Amnesiac Langdon is rapidly whisked out of the hospital by an attentive doctor, Sienna Brooks (Felicity Jones), who happens to be a fan of his work. He’s got a “Faraday pointer” secreted in his clothing (essentially a laser that projects an image of Dante’s Inferno). They decipher the coded image and link it to an eccentric billionaire bioengineer, Betrand Zobrist (Ben Foster), who has conveniently laid out in a YouTube lecture his radical theories about global overpopulation and thinning the herd with a weaponized virus, for the good of the planet.

So off run Robert and Sienna, jogging around Italy, pursued by SWAT teams of the World Health Organization, as they go on a scavenger hunt from precious antiquity to precious antiquity, looking for clues as to how Robert got this Faraday doohickey and where Zobrist’s deadly, apocalyptic virus might be deployed that night at midnight.

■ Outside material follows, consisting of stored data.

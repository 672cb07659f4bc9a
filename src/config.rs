use crate::{
    error::{ApiError, Result},
    meta::ride::Provider,
};
use std::collections::HashMap;
use std::sync::Arc;

pub const DEFAULT_PORTAL_ORIGIN: &str = "https://jobchta.github.io/mumbaitransport";
pub const DEFAULT_DIRECTIONS_URL: &str = "https://maps.googleapis.com/maps/api/directions/json";
pub const DEFAULT_PLACES_URL: &str = "https://maps.googleapis.com/maps/api/place";
pub const DEFAULT_DISTANCE_MATRIX_URL: &str =
    "https://maps.googleapis.com/maps/api/distancematrix/json";

/// Resolves configuration names (vars and secrets) to values.
pub trait SecretSource: Send + Sync {
    fn lookup(&self, name: &str) -> Option<String>;
}

impl SecretSource for HashMap<String, String> {
    fn lookup(&self, name: &str) -> Option<String> {
        self.get(name).cloned()
    }
}

#[derive(Debug, Clone)]
pub struct GoogleEndpoints {
    pub directions: String,
    pub places: String,
    pub distance_matrix: String,
}

#[derive(Debug, Clone)]
pub struct ProviderConfig {
    pub client_id: Option<String>,
    pub client_secret: Option<String>,
    pub redirect_uri: Option<String>,
    pub app_token: Option<String>,
    pub api_base: String,
    pub auth_base: String,
}

#[derive(Clone)]
pub struct Config {
    pub jwt_secret: Option<String>,
    pub google_client_id: Option<String>,
    pub google_maps_api_key: Option<String>,
    pub google: GoogleEndpoints,
    pub uber: ProviderConfig,
    pub ola: ProviderConfig,
    pub portal_origin: String,
    pub log_level: String,
    source: Arc<dyn SecretSource>,
}

impl Config {
    pub fn load(source: Arc<dyn SecretSource>) -> Self {
        let get = |name: &str| non_empty(source.lookup(name));
        let get_or = |name: &str, default: &str| get(name).unwrap_or_else(|| default.to_string());

        Config {
            jwt_secret: get("JWT_SECRET"),
            google_client_id: get("GOOGLE_CLIENT_ID"),
            google_maps_api_key: get("GOOGLE_MAPS_API_KEY"),
            google: GoogleEndpoints {
                directions: get_or("GOOGLE_TRANSIT_BASE_URL", DEFAULT_DIRECTIONS_URL),
                places: get_or("GOOGLE_PLACES_BASE_URL", DEFAULT_PLACES_URL),
                distance_matrix: get_or(
                    "GOOGLE_DISTANCE_MATRIX_BASE_URL",
                    DEFAULT_DISTANCE_MATRIX_URL,
                ),
            },
            uber: ProviderConfig {
                client_id: get("UBER_CLIENT_ID"),
                client_secret: get("UBER_CLIENT_SECRET"),
                redirect_uri: get("UBER_REDIRECT_URI"),
                app_token: None,
                api_base: get_or("UBER_API_BASE_URL", "https://api.uber.com"),
                auth_base: get_or("UBER_AUTH_BASE_URL", "https://login.uber.com"),
            },
            ola: ProviderConfig {
                client_id: get("OLA_CLIENT_ID"),
                client_secret: get("OLA_CLIENT_SECRET"),
                redirect_uri: get("OLA_REDIRECT_URI"),
                app_token: get("OLA_APP_TOKEN"),
                api_base: get_or("OLA_API_BASE_URL", "https://devapi.olacabs.com"),
                auth_base: get_or("OLA_AUTH_BASE_URL", "https://accounts.olacabs.com"),
            },
            portal_origin: get_or("PORTAL_ORIGIN", DEFAULT_PORTAL_ORIGIN)
                .trim_end_matches('/')
                .to_string(),
            log_level: get_or("LOG_LEVEL", "info"),
            source,
        }
    }

    /// Looks up a key that is not part of the fixed configuration, such as
    /// per-agency GTFS feed URLs.
    pub fn lookup(&self, name: &str) -> Option<String> {
        non_empty(self.source.lookup(name))
    }

    pub fn provider(&self, provider: Provider) -> &ProviderConfig {
        match provider {
            Provider::Uber => &self.uber,
            Provider::Ola => &self.ola,
        }
    }

    pub fn jwt_secret(&self) -> Result<&str> {
        self.jwt_secret
            .as_deref()
            .ok_or_else(|| ApiError::ConfigError("Missing JWT_SECRET secret in Worker env".into()))
    }
}

fn non_empty(value: Option<String>) -> Option<String> {
    value.filter(|v| !v.trim().is_empty())
}
//! Hangul helpers for Korean duplicate detection.
//!
//! Suffix stripping is a regex heuristic tuned on common verb endings and
//! particles, not a morphological analyzer. It misfires on nouns that happen
//! to end in a particle syllable (고양이 -> 고양).

use lazy_static::lazy_static;
use regex::Regex;

lazy_static! {
    // Longer endings first: alternation is leftmost-first.
    static ref SUFFIX_RE: Regex = Regex::new(concat!(
        "(",
        // past tense
        "았습니다|었습니다|했습니다|았어요|었어요|였어요|했어요|았어|었어|했어|았다|었다|였다|했다|",
        // sentence-final and dictionary endings
        "습니다|니다|어요|아요|해요|하다|요|다|",
        // nominal suffix
        "하기|기|",
        // object / subject / topic particles
        "을|를|이|가|은|는",
        ")$"
    ))
    .expect("valid Korean suffix regex");
}

/// True if the text contains at least one precomposed Hangul syllable.
pub fn contains_hangul(s: &str) -> bool {
    s.chars().any(is_hangul_syllable)
}

pub fn is_hangul_syllable(c: char) -> bool {
    ('\u{AC00}'..='\u{D7A3}').contains(&c)
}

/// Remove one trailing verb ending or particle.
pub fn strip_suffixes(s: &str) -> &str {
    match SUFFIX_RE.find(s) {
        Some(m) => &s[..m.start()],
        None => s,
    }
}

/// The trailing ending or particle, if the text has one.
pub fn suffix_of(s: &str) -> Option<&str> {
    SUFFIX_RE.find(s).map(|m| m.as_str())
}

#[cfg(test)]
mod tests {
    use super::*;

    #[test]
    fn test_contains_hangul() {
        assert!(contains_hangul("먹다"));
        assert!(contains_hangul("to eat (먹다)"));
        assert!(!contains_hangul("to eat"));
        // compatibility jamo alone are not syllables
        assert!(!contains_hangul("ㅋㅋ"));
    }

    #[test]
    fn test_strip_past_tense() {
        assert_eq!(strip_suffixes("먹었어요"), "먹");
        assert_eq!(strip_suffixes("갔다"), "갔");
        assert_eq!(strip_suffixes("공부했어요"), "공부");
        assert_eq!(strip_suffixes("먹었습니다"), "먹");
    }

    #[test]
    fn test_strip_dictionary_and_polite_forms() {
        assert_eq!(strip_suffixes("먹다"), "먹");
        assert_eq!(strip_suffixes("공부하다"), "공부");
        assert_eq!(strip_suffixes("공부해요"), "공부");
        assert_eq!(strip_suffixes("있어요"), "있");
    }

    #[test]
    fn test_strip_nominal_and_particles() {
        assert_eq!(strip_suffixes("공부하기"), "공부");
        assert_eq!(strip_suffixes("사과를"), "사과");
        assert_eq!(strip_suffixes("학생은"), "학생");
    }

    #[test]
    fn test_strip_leaves_other_text() {
        assert_eq!(strip_suffixes("사과"), "사과");
        assert_eq!(strip_suffixes("hello"), "hello");
        assert_eq!(strip_suffixes(""), "");
    }

    #[test]
    fn test_suffix_of() {
        assert_eq!(suffix_of("먹었어요"), Some("었어요"));
        assert_eq!(suffix_of("맛있다"), Some("다"));
        assert_eq!(suffix_of("사과"), None);
    }
}
/// Build the full instruction string for one generation request.
pub fn get_system_prompt_with(params: &PromptParams, settings: &PromptSettings) -> String {
    let category = detect_subject_type(&params.main_topic);
    let template = template_for(category);

    let focus = if params.subtopic.trim().is_empty() || params.subtopic == params.main_topic {
        format!("\"{}\"", params.main_topic)
    } else {
        format!("\"{}\" within \"{}\"", params.subtopic, params.main_topic)
    };
    let count = match params.card_count {
        Some(n) => format!("Generate exactly {} flashcards", n),
        None => format!("Generate up to {} flashcards", DEFAULT_MAX_CARDS),
    };

    let mut sections = vec![format!(
        "You are an expert flashcard creator. {} about {}.",
        count, focus
    )];

    let subject_rules: Vec<String> = template
        .context_rules
        .iter()
        .map(|r| format!("- {}", r))
        .collect();
    sections.push(format!(
        "SUBJECT TYPE: {}\nFORMAT: {}\nExample:\nFront: \"{}\"\nBack: \"{}\"\nIMPORTANT: {}\n{}",
        category,
        template.format,
        template.example_front,
        template.example_back,
        template.avoid,
        subject_rules.join("\n")
    ));

    sections.push(format!(
        "CARD FORMAT ({}):\n{}",
        params.format.as_str(),
        params.format.guidance()
    ));

    let hierarchy =
        build_contextual_constraints(&params.deck_chain, &params.deck_topics, &params.full_path);
    if !hierarchy.is_empty() {
        sections.push(hierarchy);
    }

    let constraints = topic_constraints(&params.deck_topics, &params.subtopic);
    if !constraints.is_empty() {
        let bullets: Vec<String> = constraints.iter().map(|c| format!("- {}", c)).collect();
        sections.push(format!("TOPIC CONSTRAINTS:\n{}", bullets.join("\n")));
    }

    let existing = build_existing_cards_block(&params.existing_cards, settings);
    if !existing.is_empty() {
        sections.push(existing);
    }

    sections.push(format!(
        "Return ONLY valid JSON in this exact format:\n{}",
        RESPONSE_SHAPE
    ));

    let prompt = sections.join("\n\n");
    debug!(
        "Composed {} prompt for '{}' ({} chars, {} existing cards)",
        category,
        params.main_topic,
        prompt.len(),
        params.existing_cards.len()
    );
    prompt
}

The twists in the story keep on coming, at the expense of the plot’s structural integrity. There are a few moments where you’ll want to puzzle something out, but the story is relentless and doesn’t pause for a minute — suddenly Tom Hanks is wrestling a Turkish thug in a pool of water in the sunken baths in Istanbul, so there’s not one second to consider the plot holes.

The best thing going for “Inferno” is Hanks, who plays his befuddled professor Langdon with the right modicum of bafflement and brilliance. He can’t believe he’s in this situation but also can’t turn his brain off. Jones makes a fine counterpart as a prim English child prodigy, an heir to his throne if only she can find the right motivation.

The cast is stocked with international talent, including French actor Omar Sy as a questionable WHO agent and Danish actress Sidse Babett Knudsen as Langdon’s old friend and possible love interest. But it’s Bollywood star Irrfan Kahn who slyly steals the show as a private security operative. He brings possibly the only humor in the film playing an exasperated corporate type fed up with his client. It’s a levity that’s much-needed in the cacophonous chaos of “Inferno.”